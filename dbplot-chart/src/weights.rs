//! Bar heights from frequencies

use dbplot_scenegraph::axis::SceneTick;

/// Frequencies as weights, optionally divided by their sum. The sum includes
/// every entry, the null bucket too.
pub fn weights(freqs: &[u64], normed: bool) -> Vec<f64> {
    let total: u64 = freqs.iter().sum();
    if normed && total > 0 {
        freqs.iter().map(|f| *f as f64 / total as f64).collect()
    } else {
        freqs.iter().map(|f| *f as f64).collect()
    }
}

/// Bar height for a weight; on a log axis zero weights get no bar
pub fn bar_height(weight: f64, log: bool) -> f64 {
    if !log {
        weight
    } else if weight > 0.0 {
        weight.log10()
    } else {
        0.0
    }
}

/// Ticks at every power of ten spanned by `heights` (already in log10 units)
pub fn log_ticks(heights: impl IntoIterator<Item = f64>) -> Vec<SceneTick> {
    let (lo, hi) = heights
        .into_iter()
        .fold((0.0f64, 0.0f64), |(lo, hi), h| (lo.min(h), hi.max(h)));
    let (lo, hi) = (lo.floor() as i32, hi.ceil() as i32);
    (lo..=hi)
        .map(|k| SceneTick::new(k as f64, format!("1e{k}")))
        .collect()
}

#[cfg(test)]
mod tests {
    use super::*;
    use float_cmp::assert_approx_eq;

    #[test]
    fn test_normed_weights_sum_to_one() {
        let w = weights(&[3, 1, 0, 6], true);
        assert_approx_eq!(f64, w.iter().sum::<f64>(), 1.0, epsilon = 1e-9);
        assert_eq!(w[2], 0.0);
        assert_eq!(weights(&[3, 1], false), vec![3.0, 1.0]);
        assert_eq!(weights(&[0, 0], true), vec![0.0, 0.0]);
    }

    #[test]
    fn test_log_heights_and_ticks() {
        assert_eq!(bar_height(100.0, true), 2.0);
        assert_eq!(bar_height(0.0, true), 0.0);
        assert_eq!(bar_height(0.0, false), 0.0);
        let labels: Vec<_> = log_ticks([2.0, 0.5]).into_iter().map(|t| t.label).collect();
        assert_eq!(labels, vec!["1e0", "1e1", "1e2"]);
        let labels: Vec<_> = log_ticks([-1.2]).into_iter().map(|t| t.label).collect();
        assert_eq!(labels, vec!["1e-2", "1e-1", "1e0"]);
    }
}
use crate::column::{ColumnKind, SqlCast};
use crate::error::{DbPlotQueryError, Result};
use crate::sql::{normalize_query, quote_ident, SRC};
use datafusion::prelude::SessionContext;
use serde::{Deserialize, Serialize};

#[derive(Debug, Clone, PartialEq, Eq, Serialize, Deserialize)]
#[serde(rename_all = "snake_case")]
pub enum Relation {
    /// A table registered with the session
    Table(String),
    /// An arbitrary SELECT used as a sub-query
    Query(String),
}

/// Where aggregated rows come from
#[derive(Debug, Clone, PartialEq, Eq, Serialize, Deserialize)]
pub struct DataSource {
    pub relation: Relation,
    #[serde(default)]
    pub schema: Option<String>,
}

impl DataSource {
    pub fn table(name: impl Into<String>) -> Self {
        Self {
            relation: Relation::Table(name.into()),
            schema: None,
        }
    }

    pub fn query(sql: impl Into<String>) -> Self {
        Self {
            relation: Relation::Query(sql.into()),
            schema: None,
        }
    }

    pub fn with_schema(mut self, schema: impl Into<String>) -> Self {
        self.schema = Some(schema.into());
        self
    }

    /// The relation as it appears in a FROM clause, before aliasing
    pub fn relation_sql(&self) -> Result<String> {
        match (&self.relation, &self.schema) {
            (Relation::Table(name), None) => Ok(quote_ident(name)),
            (Relation::Table(name), Some(schema)) => {
                Ok(format!("{}.{}", quote_ident(schema), quote_ident(name)))
            }
            (Relation::Query(sql), None) => Ok(format!("({})", normalize_query(sql)?)),
            (Relation::Query(_), Some(_)) => Err(DbPlotQueryError::invalid(
                "a schema can only be given for a table source, not a query",
            )),
        }
    }

    /// `<relation> AS src`
    pub(crate) fn from_sql(&self) -> Result<String> {
        Ok(format!("{} AS {SRC}", self.relation_sql()?))
    }

    /// Resolve how `column` is aggregated: by the explicit cast when given,
    /// otherwise by the column's declared type
    pub async fn column_kind(
        &self,
        ctx: &SessionContext,
        column: &str,
        cast: Option<SqlCast>,
    ) -> Result<ColumnKind> {
        let df = ctx.sql(&format!("SELECT * FROM {}", self.from_sql()?)).await?;
        let field = df
            .schema()
            .field_with_unqualified_name(column)
            .map_err(|_| DbPlotQueryError::ColumnNotFound(column.to_string()))?;
        match cast {
            Some(cast) => Ok(cast.kind()),
            None => ColumnKind::from_data_type(column, field.data_type()),
        }
    }
}

impl From<&str> for DataSource {
    fn from(name: &str) -> Self {
        DataSource::table(name)
    }
}

impl From<String> for DataSource {
    fn from(name: String) -> Self {
        DataSource::table(name)
    }
}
------------
# Exercise requirements:
In the data above, retype exactly and only the lines between the one holding "pub fn weights(freqs: &[u64], normed: bool)" and the one holding "h| (lo.min(h), hi.max(h)));", inclusive.

# Your response:
pub fn weights(freqs: &[u64], normed: bool) -> Vec<f64> {
    let total: u64 = freqs.iter().sum();
    if normed && total > 0 {
        freqs.iter().map(|f| *f as f64 / total as f64).collect()
    } else {
        freqs.iter().map(|f| *f as f64).collect()
    }
}

/// Bar height for a weight; on a log axis zero weights get no bar
pub fn bar_height(weight: f64, log: bool) -> f64 {
    if !log {
        weight
    } else if weight > 0.0 {
        weight.log10()
    } else {
        0.0
    }
}

/// Ticks at every power of ten spanned by `heights` (already in log10 units)
pub fn log_ticks(heights: impl IntoIterator<Item = f64>) -> Vec<SceneTick> {
    let (lo, hi) = heights
        .into_iter()
        .fold((0.0f64, 0.0f64), |(lo, hi), h| (lo.min(h), hi.max(h)));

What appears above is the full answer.